*** Begin section ***

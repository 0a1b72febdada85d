//! Integration tests for the Parent Academy coaching core
//!
//! These exercise the public surface the way the web/API layer does: plain
//! message strings and data shapes in, structured verdicts and responses
//! out. Everything here must hold without any external engine configured.

use academy_core::types::{AgentContext, AgentMode, CheckInInput, Intensity, PlanInput, TrackingAverages};
use academy_core::{
    analyze_check_in, check_safety, generate_plan, generate_response, generate_safety_response,
    AgentType, Engine, RecommendedAction, RiskCategory, SafetyVerdict,
};

// ============================================
// Safety pipeline
// ============================================

#[test]
fn test_self_harm_message_escalates_to_crisis() {
    let verdict = check_safety("I want to end my life");
    assert!(verdict.is_high_risk);
    assert_eq!(verdict.recommended_action, RecommendedAction::Crisis);
    let resources = verdict.crisis_resources.as_ref().expect("resources");
    assert!(!resources.is_empty());
    assert!(resources
        .iter()
        .any(|r| r.contains("National Suicide Prevention Lifeline: 988")));
}

#[test]
fn test_benign_message_passes_through() {
    let verdict = check_safety("What's a good bedtime snack?");
    assert!(!verdict.is_high_risk);
    assert_eq!(verdict.recommended_action, RecommendedAction::Continue);
    assert!(verdict.crisis_resources.is_none());
}

#[test]
fn test_safety_response_empty_for_safe_verdict() {
    assert_eq!(generate_safety_response(&SafetyVerdict::safe()), "");
}

#[test]
fn test_check_safety_idempotent() {
    let message = "my partner hit me and the baby is not breathing";
    let first = check_safety(message);
    let second = check_safety(message);
    assert_eq!(first, second);
    assert!(first.signals.contains(&RiskCategory::DomesticViolence));
    assert!(first.signals.contains(&RiskCategory::MedicalEmergency));
}

#[test]
fn test_domestic_violence_scenario_end_to_end() {
    for agent in AgentType::ALL {
        let response = generate_response(
            agent,
            "My partner threatened to kill me",
            &AgentContext::default(),
        );
        assert!(response.safety_flag, "agent {} must flag", agent);
        let escalation = response.escalation.as_ref().expect("escalation");
        assert!(escalation
            .resources
            .iter()
            .any(|r| r.contains("National Domestic Violence Hotline: 1-800-799-7233")));
    }
}

// ============================================
// Conversation generation
// ============================================

#[test]
fn test_hitting_scenario_end_to_end() {
    let context = AgentContext {
        child_age_months: Some(30),
        mode: AgentMode::Chat,
        ..Default::default()
    };
    let response = generate_response(
        AgentType::Behavior,
        "My child keeps hitting his sister",
        &context,
    );
    assert!(!response.safety_flag);
    assert!(response.content.contains("Hitting is very common"));
    assert!(response
        .suggested_actions
        .expect("actions")
        .contains(&"Block the hit and give an alternative action".to_string()));
}

#[test]
fn test_every_agent_answers_every_mode() {
    for agent in AgentType::ALL {
        for mode in [
            AgentMode::Chat,
            AgentMode::RoleplayParent,
            AgentMode::RoleplayChild,
        ] {
            let context = AgentContext {
                mode,
                child_age_months: Some(30),
                ..Default::default()
            };
            let response = generate_response(agent, "We are struggling today", &context);
            assert!(
                !response.content.is_empty(),
                "agent {} mode {} produced empty content",
                agent,
                mode.as_str()
            );
            assert!(!response.safety_flag);
        }
    }
}

// ============================================
// Plan generation
// ============================================

#[test]
fn test_plan_invariants_for_tantrums_baseline() {
    let input = PlanInput {
        child_age_months: 28,
        challenges: vec!["tantrums".to_string()],
        goals: vec!["calmer mornings".to_string()],
        intensity: Intensity::Medium,
        triggers: vec![],
    };
    let plan = generate_plan(&input);
    assert_eq!(plan.daily_actions.len(), 30);
    assert_eq!(plan.daily_actions[0].day, 1);
    assert_eq!(plan.daily_actions[29].day, 30);
    for action in &plan.daily_actions[..5] {
        assert_eq!(action.category, "tantrums");
    }
    assert_eq!(plan.weekly_goals.len(), 4);
}

#[test]
fn test_plan_generation_is_reproducible() {
    let input = PlanInput {
        child_age_months: 50,
        challenges: vec!["bedtime".to_string(), "picky eating".to_string()],
        goals: vec!["easier evenings".to_string()],
        intensity: Intensity::High,
        triggers: vec!["hunger".to_string()],
    };
    assert_eq!(generate_plan(&input), generate_plan(&input));
}

// ============================================
// Check-in analysis
// ============================================

#[test]
fn test_strong_week_analysis() {
    let analysis = analyze_check_in(&CheckInInput {
        week: 1,
        tracking: TrackingAverages {
            avg_tantrums: Some(1.0),
            avg_intensity: Some(1.0),
            avg_confidence: Some(5.0),
            actions_completed_rate: Some(0.9),
        },
        parent_feedback: None,
    });
    assert_eq!(analysis.struggles.len(), 0);
    assert!(analysis.improvements.len() >= 3);
}

#[test]
fn test_high_intensity_week_suggests_simplifying() {
    let analysis = analyze_check_in(&CheckInInput {
        week: 2,
        tracking: TrackingAverages {
            avg_intensity: Some(4.5),
            ..Default::default()
        },
        parent_feedback: None,
    });
    assert_eq!(analysis.struggles.len(), 1);
    assert!(analysis
        .plan_adjustments
        .iter()
        .any(|a| a.contains("one strategy")));
}

// ============================================
// Engine wrapper
// ============================================

#[test]
fn test_engine_matches_free_functions_without_runner() {
    let engine = Engine::new();
    let context = AgentContext::default();
    let message = "Nap time is a daily fight";

    let from_engine = engine.respond(AgentType::Sleep, message, &context);
    let from_free = generate_response(AgentType::Sleep, message, &context);
    assert_eq!(from_engine.content, from_free.content);

    let input = PlanInput {
        child_age_months: 30,
        challenges: vec!["transitions".to_string()],
        goals: vec![],
        intensity: Intensity::Low,
        triggers: vec![],
    };
    assert_eq!(engine.generate_plan(&input), generate_plan(&input));
}

#[test]
fn test_responses_serialize_for_the_caller() {
    let response = generate_response(
        AgentType::Behavior,
        "tantrum after daycare",
        &AgentContext::default(),
    );
    let json = serde_json::to_value(&response).expect("serializes");
    assert!(json["content"].as_str().is_some());
    assert_eq!(json["safety_flag"], false);

    let round_trip: academy_core::AgentResponse =
        serde_json::from_value(json).expect("deserializes");
    assert_eq!(round_trip.content, response.content);
}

*** End section ***

## TASK TO COMPLETE
Each entry should be retyped exactly as given.

## ANSWER SPACE
repository 0a1b72febdada85d
//! Integration tests for the Parent Academy coaching core
//!
//! These exercise the public surface the way the web/API layer does: plain
//! message strings and data shapes in, structured verdicts and responses
//! out. Everything here must hold without any external engine configured.

use academy_core::types::{AgentContext, AgentMode, CheckInInput, Intensity, PlanInput, TrackingAverages};
use academy_core::{
    analyze_check_in, check_safety, generate_plan, generate_response, generate_safety_response,
    AgentType, Engine, RecommendedAction, RiskCategory, SafetyVerdict,
};

// ============================================
// Safety pipeline
// ============================================

#[test]
fn test_self_harm_message_escalates_to_crisis() {
    let verdict = check_safety("I want to end my life");
    assert!(verdict.is_high_risk);
    assert_eq!(verdict.recommended_action, RecommendedAction::Crisis);
    let resources = verdict.crisis_resources.as_ref().expect("resources");
    assert!(!resources.is_empty());
    assert!(resources
        .iter()
        .any(|r| r.contains("National Suicide Prevention Lifeline: 988")));
}

#[test]
fn test_benign_message_passes_through() {
    let verdict = check_safety("What's a good bedtime snack?");
    assert!(!verdict.is_high_risk);
    assert_eq!(verdict.recommended_action, RecommendedAction::Continue);
    assert!(verdict.crisis_resources.is_none());
}

#[test]
fn test_safety_response_empty_for_safe_verdict() {
    assert_eq!(generate_safety_response(&SafetyVerdict::safe()), "");
}

#[test]
fn test_check_safety_idempotent() {
    let message = "my partner hit me and the baby is not breathing";
    let first = check_safety(message);
    let second = check_safety(message);
    assert_eq!(first, second);
    assert!(first.signals.contains(&RiskCategory::DomesticViolence));
    assert!(first.signals.contains(&RiskCategory::MedicalEmergency));
}

#[test]
fn test_domestic_violence_scenario_end_to_end() {
    for agent in AgentType::ALL {
        let response = generate_response(
            agent,
            "My partner threatened to kill me",
            &AgentContext::default(),
        );
        assert!(response.safety_flag, "agent {} must flag", agent);
        let escalation = response.escalation.as_ref().expect("escalation");
        assert!(escalation
            .resources
            .iter()
            .any(|r| r.contains("National Domestic Violence Hotline: 1-800-799-7233")));
    }
}

// ============================================
// Conversation generation
// ============================================

#[test]
fn test_hitting_scenario_end_to_end() {
    let context = AgentContext {
        child_age_months: Some(30),
        mode: AgentMode::Chat,
        ..Default::default()
    };
    let response = generate_response(
        AgentType::Behavior,
        "My child keeps hitting his sister",
        &context,
    );
    assert!(!response.safety_flag);
    assert!(response.content.contains("Hitting is very common"));
    assert!(response
        .suggested_actions
        .expect("actions")
        .contains(&"Block the hit and give an alternative action".to_string()));
}

#[test]
fn test_every_agent_answers_every_mode() {
    for agent in AgentType::ALL {
        for mode in [
            AgentMode::Chat,
            AgentMode::RoleplayParent,
            AgentMode::RoleplayChild,
        ] {
            let context = AgentContext {
                mode,
                child_age_months: Some(30),
                ..Default::default()
            };
            let response = generate_response(agent, "We are struggling today", &context);
            assert!(
                !response.content.is_empty(),
                "agent {} mode {} produced empty content",
                agent,
                mode.as_str()
            );
            assert!(!response.safety_flag);
        }
    }
}

// ============================================
// Plan generation
// ============================================

#[test]
fn test_plan_invariants_for_tantrums_baseline() {
    let input = PlanInput {
        child_age_months: 28,
        challenges: vec!["tantrums".to_string()],
        goals: vec!["calmer mornings".to_string()],
        intensity: Intensity::Medium,
        triggers: vec![],
    };
    let plan = generate_plan(&input);
    assert_eq!(plan.daily_actions.len(), 30);
    assert_eq!(plan.daily_actions[0].day, 1);
    assert_eq!(plan.daily_actions[29].day, 30);
    for action in &plan.daily_actions[..5] {
        assert_eq!(action.category, "tantrums");
    }
    assert_eq!(plan.weekly_goals.len(), 4);
}

#[test]
fn test_plan_generation_is_reproducible() {
    let input = PlanInput {
        child_age_months: 50,
        challenges: vec!["bedtime".to_string(), "picky eating".to_string()],
        goals: vec!["easier evenings".to_string()],
        intensity: Intensity::High,
        triggers: vec!["hunger".to_string()],
    };
    assert_eq!(generate_plan(&input), generate_plan(&input));
}

// ============================================
// Check-in analysis
// ============================================

#[test]
fn test_strong_week_analysis() {
    let analysis = analyze_check_in(&CheckInInput {
        week: 1,
        tracking: TrackingAverages {
            avg_tantrums: Some(1.0),
            avg_intensity: Some(1.0),
            avg_confidence: Some(5.0),
            actions_completed_rate: Some(0.9),
        },
        parent_feedback: None,
    });
    assert_eq!(analysis.struggles.len(), 0);
    assert!(analysis.improvements.len() >= 3);
}

#[test]
fn test_high_intensity_week_suggests_simplifying() {
    let analysis = analyze_check_in(&CheckInInput {
        week: 2,
        tracking: TrackingAverages {
            avg_intensity: Some(4.5),
            ..Default::default()
        },
        parent_feedback: None,
    });
    assert_eq!(analysis.struggles.len(), 1);
    assert!(analysis
        .plan_adjustments
        .iter()
        .any(|a| a.contains("one strategy")));
}

// ============================================
// Engine wrapper
// ============================================

#[test]
fn test_engine_matches_free_functions_without_runner() {
    let engine = Engine::new();
    let context = AgentContext::default();
    let message = "Nap time is a daily fight";

    let from_engine = engine.respond(AgentType::Sleep, message, &context);
    let from_free = generate_response(AgentType::Sleep, message, &context);
    assert_eq!(from_engine.content, from_free.content);

    let input = PlanInput {
        child_age_months: 30,
        challenges: vec!["transitions".to_string()],
        goals: vec![],
        intensity: Intensity::Low,
        triggers: vec![],
    };
    assert_eq!(engine.generate_plan(&input), generate_plan(&input));
}

#[test]
fn test_responses_serialize_for_the_caller() {
    let response = generate_response(
        AgentType::Behavior,
        "tantrum after daycare",
        &AgentContext::default(),
    );
    let json = serde_json::to_value(&response).expect("serializes");
    assert!(json["content"].as_str().is_some());
    assert_eq!(json["safety_flag"], false);

    let round_trip: academy_core::AgentResponse =
        serde_json::from_value(json).expect("deserializes");
    assert_eq!(round_trip.content, response.content);
}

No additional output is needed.